Ons Volkske (literally: "Our little people") was the youth supplement of the Flemish newspaper Ons Volk Ontwaakt. It was published without interruption from 1932 until 1988, except for the years during World War II. The magazine was notable for its comics and together with 't Kapoentje it was the most important comic book magazine in Flanders.

==History==
On 25 September 1932 the first issue of Ons Volkske was published by n.v. Periodica. All comics in the magazine were drawn by Eugeen Hermans, aka "Pink", except for Adamson by Danish cartoonist Oscar Jacobsson. During the Nazi occupation from 1940 until 1945 all production was ceased, but from 11 March 1945 it was republished. After 42 issues it became an independent weekly magazine. In 1947 the newspaper De Standaard put a claim on the title "Ons Volk". As a result, several comics were continued in the new comic book magazine 't Kapoentje. On 1 May 1947 "Ons Volkske" became a newspaper supplement again, only to become independent again from 13 January 1949. The magazine was very popular during the 1940s, 1950s and 1960s, but like most comic magazines its sales started to plummet in the decades that came afterwards.
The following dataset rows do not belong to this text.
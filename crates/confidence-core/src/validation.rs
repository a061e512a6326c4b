//! Field validation for numeric inputs
//!
//! A [`FieldRule`] describes the constraints on one field; [`validate`]
//! applies them in a fixed order and reports the first violation:
//!
//! 1. required and absent/blank -> `RequiredFieldMissing`
//! 2. optional and absent/blank -> `Ok(None)`
//! 3. not a finite number -> `NotANumber`
//! 4. below `min` -> `BelowMinimum`
//! 5. above `max` -> `AboveMaximum`
//! 6. integer kind with a fractional value, or custom predicate false ->
//!    `CustomConstraintViolation`
//!
//! Presence is explicit: a value of `0` is present and is checked against the
//! bounds like any other number.

use crate::error::{Result, ValidationError, ValidationReason};
use serde::{Deserialize, Serialize};
use tracing::debug;

/// Raw field value as handed over by an input layer
#[derive(Debug, Clone, PartialEq, Default)]
pub enum FieldInput {
    /// Nothing was provided
    #[default]
    Absent,
    /// Text that still has to be read as a number
    Text(String),
    /// An already-numeric value
    Number(f64),
}

impl FieldInput {
    /// Absent, or text that is empty after trimming
    pub fn is_empty(&self) -> bool {
        match self {
            Self::Absent => true,
            Self::Text(s) => s.trim().is_empty(),
            Self::Number(_) => false,
        }
    }

    /// Read the value as a finite number
    fn coerce(&self) -> Option<f64> {
        let value = match self {
            Self::Absent => return None,
            Self::Text(s) => s.trim().parse::<f64>().ok()?,
            Self::Number(v) => *v,
        };
        value.is_finite().then_some(value)
    }
}

impl From<f64> for FieldInput {
    fn from(value: f64) -> Self {
        Self::Number(value)
    }
}

impl From<i32> for FieldInput {
    fn from(value: i32) -> Self {
        Self::Number(value as f64)
    }
}

impl From<u32> for FieldInput {
    fn from(value: u32) -> Self {
        Self::Number(value as f64)
    }
}

impl From<u64> for FieldInput {
    fn from(value: u64) -> Self {
        Self::Number(value as f64)
    }
}

impl From<usize> for FieldInput {
    fn from(value: usize) -> Self {
        Self::Number(value as f64)
    }
}

impl From<&str> for FieldInput {
    fn from(value: &str) -> Self {
        Self::Text(value.to_string())
    }
}

impl From<String> for FieldInput {
    fn from(value: String) -> Self {
        Self::Text(value)
    }
}

impl<T: Into<FieldInput>> From<Option<T>> for FieldInput {
    fn from(value: Option<T>) -> Self {
        value.map_or(Self::Absent, Into::into)
    }
}

/// Numeric kind a field must have
#[derive(Debug, Clone, Copy, PartialEq, Eq, Default)]
pub enum NumberKind {
    #[default]
    Number,
    Integer,
}

/// Extra predicate with the message reported when it fails
#[derive(Debug, Clone)]
pub struct CustomRule {
    pub predicate: fn(f64) -> bool,
    pub message: String,
}

/// Constraints for a single numeric field
#[derive(Debug, Clone, Default)]
pub struct FieldRule {
    pub required: bool,
    pub kind: NumberKind,
    pub min: Option<f64>,
    pub max: Option<f64>,
    /// Overrides the message for both bound violations
    pub range_message: Option<String>,
    pub custom: Option<CustomRule>,
}

impl FieldRule {
    /// Optional real-valued field with no bounds
    pub fn number() -> Self {
        Self::default()
    }

    /// Optional integer field with no bounds
    pub fn integer() -> Self {
        Self {
            kind: NumberKind::Integer,
            ..Self::default()
        }
    }

    pub fn required(mut self) -> Self {
        self.required = true;
        self
    }

    pub fn min(mut self, min: f64) -> Self {
        self.min = Some(min);
        self
    }

    pub fn max(mut self, max: f64) -> Self {
        self.max = Some(max);
        self
    }

    /// Inclusive range `[bounds.min, bounds.max]`
    pub fn within(self, bounds: Bounds) -> Self {
        self.min(bounds.min).max(bounds.max)
    }

    pub fn range_message(mut self, message: impl Into<String>) -> Self {
        self.range_message = Some(message.into());
        self
    }

    pub fn custom(mut self, predicate: fn(f64) -> bool, message: impl Into<String>) -> Self {
        self.custom = Some(CustomRule {
            predicate,
            message: message.into(),
        });
        self
    }

    fn fail(&self, field: &str, reason: ValidationReason) -> ValidationError {
        let bound_violation = matches!(
            reason,
            ValidationReason::BelowMinimum { .. } | ValidationReason::AboveMaximum { .. }
        );
        let err = ValidationError::new(field, reason);
        match &self.range_message {
            Some(msg) if bound_violation => err.with_message(msg.clone()),
            _ => err,
        }
    }
}

/// Validate one field against its rule.
///
/// Returns `Ok(None)` only for an optional field that was left empty.
pub fn validate(
    value: impl Into<FieldInput>,
    field: &str,
    rule: &FieldRule,
) -> std::result::Result<Option<f64>, ValidationError> {
    let input = value.into();

    if input.is_empty() {
        if rule.required {
            debug!(field, "required field missing");
            return Err(rule.fail(field, ValidationReason::RequiredFieldMissing));
        }
        return Ok(None);
    }

    let value = input
        .coerce()
        .ok_or_else(|| rule.fail(field, ValidationReason::NotANumber))?;

    if let Some(min) = rule.min {
        if value < min {
            debug!(field, value, min, "value below minimum");
            return Err(rule.fail(field, ValidationReason::BelowMinimum { min, value }));
        }
    }

    if let Some(max) = rule.max {
        if value > max {
            debug!(field, value, max, "value above maximum");
            return Err(rule.fail(field, ValidationReason::AboveMaximum { max, value }));
        }
    }

    if rule.kind == NumberKind::Integer && value.fract() != 0.0 {
        return Err(rule.fail(
            field,
            ValidationReason::CustomConstraintViolation("must be an integer".to_string()),
        ));
    }

    if let Some(custom) = &rule.custom {
        if !(custom.predicate)(value) {
            return Err(rule.fail(
                field,
                ValidationReason::CustomConstraintViolation(custom.message.clone()),
            ));
        }
    }

    Ok(Some(value))
}

/// Validate a field whose rule is required, yielding the number itself
pub fn validate_required(
    value: impl Into<FieldInput>,
    field: &str,
    rule: &FieldRule,
) -> std::result::Result<f64, ValidationError> {
    validate(value, field, rule)?
        .ok_or_else(|| ValidationError::new(field, ValidationReason::RequiredFieldMissing))
}

/// Inclusive numeric range
#[derive(Debug, Clone, Copy, PartialEq, Serialize, Deserialize)]
pub struct Bounds {
    pub min: f64,
    pub max: f64,
}

impl Bounds {
    pub const fn new(min: f64, max: f64) -> Self {
        Self { min, max }
    }

    pub fn contains(&self, value: f64) -> bool {
        value >= self.min && value <= self.max
    }
}

/// Global bounds applied to statistical fields
#[derive(Debug, Clone, Copy, PartialEq, Serialize, Deserialize)]
#[serde(default)]
pub struct StatBounds {
    pub mean: Bounds,
    pub std_dev: Bounds,
    pub sample_size: Bounds,
    pub margin: Bounds,
}

impl Default for StatBounds {
    fn default() -> Self {
        Self {
            mean: Bounds::new(-100_000.0, 10_000_000.0),
            std_dev: Bounds::new(0.001, 1_000_000.0),
            sample_size: Bounds::new(2.0, 10_000.0),
            margin: Bounds::new(0.001, 1_000.0),
        }
    }
}

impl StatBounds {
    /// Load bounds from JSON; keys left out keep their defaults
    pub fn from_json(json: &str) -> Result<Self> {
        let bounds: Self = serde_json::from_str(json).map_err(|e| {
            ValidationError::new(
                "bounds",
                ValidationReason::CustomConstraintViolation(format!("invalid bounds config: {e}")),
            )
        })?;
        bounds.check()?;
        Ok(bounds)
    }

    /// Reject ranges the engine cannot work with: every range must be ordered
    /// and finite, and the std_dev, sample_size and margin minimums must be
    /// positive.
    pub fn check(&self) -> Result<()> {
        let ranges = [
            ("mean", self.mean, false),
            ("std_dev", self.std_dev, true),
            ("sample_size", self.sample_size, true),
            ("margin", self.margin, true),
        ];
        for (name, bounds, positive) in ranges {
            let reason = if !(bounds.min.is_finite() && bounds.max.is_finite()) {
                Some("bounds must be finite")
            } else if bounds.min > bounds.max {
                Some("min must not exceed max")
            } else if positive && bounds.min <= 0.0 {
                Some("min must be positive")
            } else {
                None
            };
            if let Some(reason) = reason {
                return Err(ValidationError::new(
                    format!("bounds.{name}"),
                    ValidationReason::CustomConstraintViolation(reason.to_string()),
                )
                .into());
            }
        }
        Ok(())
    }

    pub fn mean_rule(&self) -> FieldRule {
        FieldRule::number()
            .required()
            .within(self.mean)
            .range_message(format!(
                "mean must be between {} and {}",
                self.mean.min, self.mean.max
            ))
    }

    pub fn std_dev_rule(&self) -> FieldRule {
        FieldRule::number()
            .required()
            .within(self.std_dev)
            .range_message(format!(
                "standard deviation must be between {} and {}",
                self.std_dev.min, self.std_dev.max
            ))
    }

    pub fn sample_size_rule(&self) -> FieldRule {
        FieldRule::integer().required().within(self.sample_size)
    }

    pub fn margin_rule(&self) -> FieldRule {
        FieldRule::number()
            .required()
            .within(self.margin)
            .range_message(format!(
                "margin of error must be between {} and {}",
                self.margin.min, self.margin.max
            ))
    }
}
//! Confidence interval estimation from sample statistics
//!
//! This crate re-exports the workspace members:
//!
//! - [`confidence_core`]: errors, field validation and descriptive statistics
//! - [`confidence_interval`]: confidence table, interval engine and
//!   sample-size planning
//! - [`confidence_synth`]: synthetic normal/uniform samples for demonstrations
//!
//! All three input paths (summary statistics, raw values, synthetic data)
//! end in the same [`IntervalEngine`](confidence_interval::IntervalEngine).
//!
//! # Example
//!
//! ```rust
//! use confidence_stats::prelude::*;
//!
//! // Raw values
//! let stats = DescriptiveStats::from_text("12.5, 14.3, 11.9, 13.2").unwrap();
//! let ci = compute_interval(&SampleSummary::from(stats), ConfidenceLevel::Ninety).unwrap();
//! assert!(ci.contains(stats.mean));
//!
//! // Synthetic data
//! let sample = SampleSynthesizer::seeded(1)
//!     .generate(Distribution::Normal, 50.0, 10.0, 30)
//!     .unwrap();
//! let ci = compute_interval(&sample.summary(), 95.0).unwrap();
//! assert!(ci.lower < ci.upper);
//! ```

// Re-export workspace crates
pub use confidence_core;
pub use confidence_interval;
pub use confidence_synth;

pub use confidence_core::{Error, Result};

// Version information
pub const VERSION: &str = env!("CARGO_PKG_VERSION");

/// Prelude module for convenient imports
pub mod prelude {
    pub use confidence_core::{
        parse_data_points, validate, DescriptiveStats, Error, FieldInput, FieldRule, Result,
        StatBounds, ValidationError, ValidationReason,
    };
    pub use confidence_interval::{
        compute_interval, compute_two_population_interval, determine_sample_size,
        ConfidenceInterval, ConfidenceLevel, DifferenceInterval, IntervalEngine,
        SampleSizeResult, SampleSummary, TwoPopulationSummary,
    };
    pub use confidence_synth::{
        synthesize, Distribution, RngSource, SampleSynthesizer, ScriptedSource,
        SyntheticSample, UniformSource,
    };
}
In 1988 it was disestablished.

==Legacy==
Ons Volkske published mostly Belgian and Dutch comics artists, the most notable being Marc Sleen (Piet Fluwijn en Bolleke), Willy Vandersteen (De Vrolijke Bengels), Bob de Moor, Piet van Elk, Henk Albers, Albert van Beek, Gommaar Timmermans, Hurey, Gilbert Declercq, Gert Ronde, Karel Verschuere, Jacques Van Melkebeke, Jo-El Azara, Tibet, and reprints of series that were published in Tintin before. Due to its low price and cheaper print paper "Ons Volkske" gained the nickname "the poor man's version of Tintin", but despite that it was still the trend-setting comic book magazine in Flanders and sold very well during its heyday.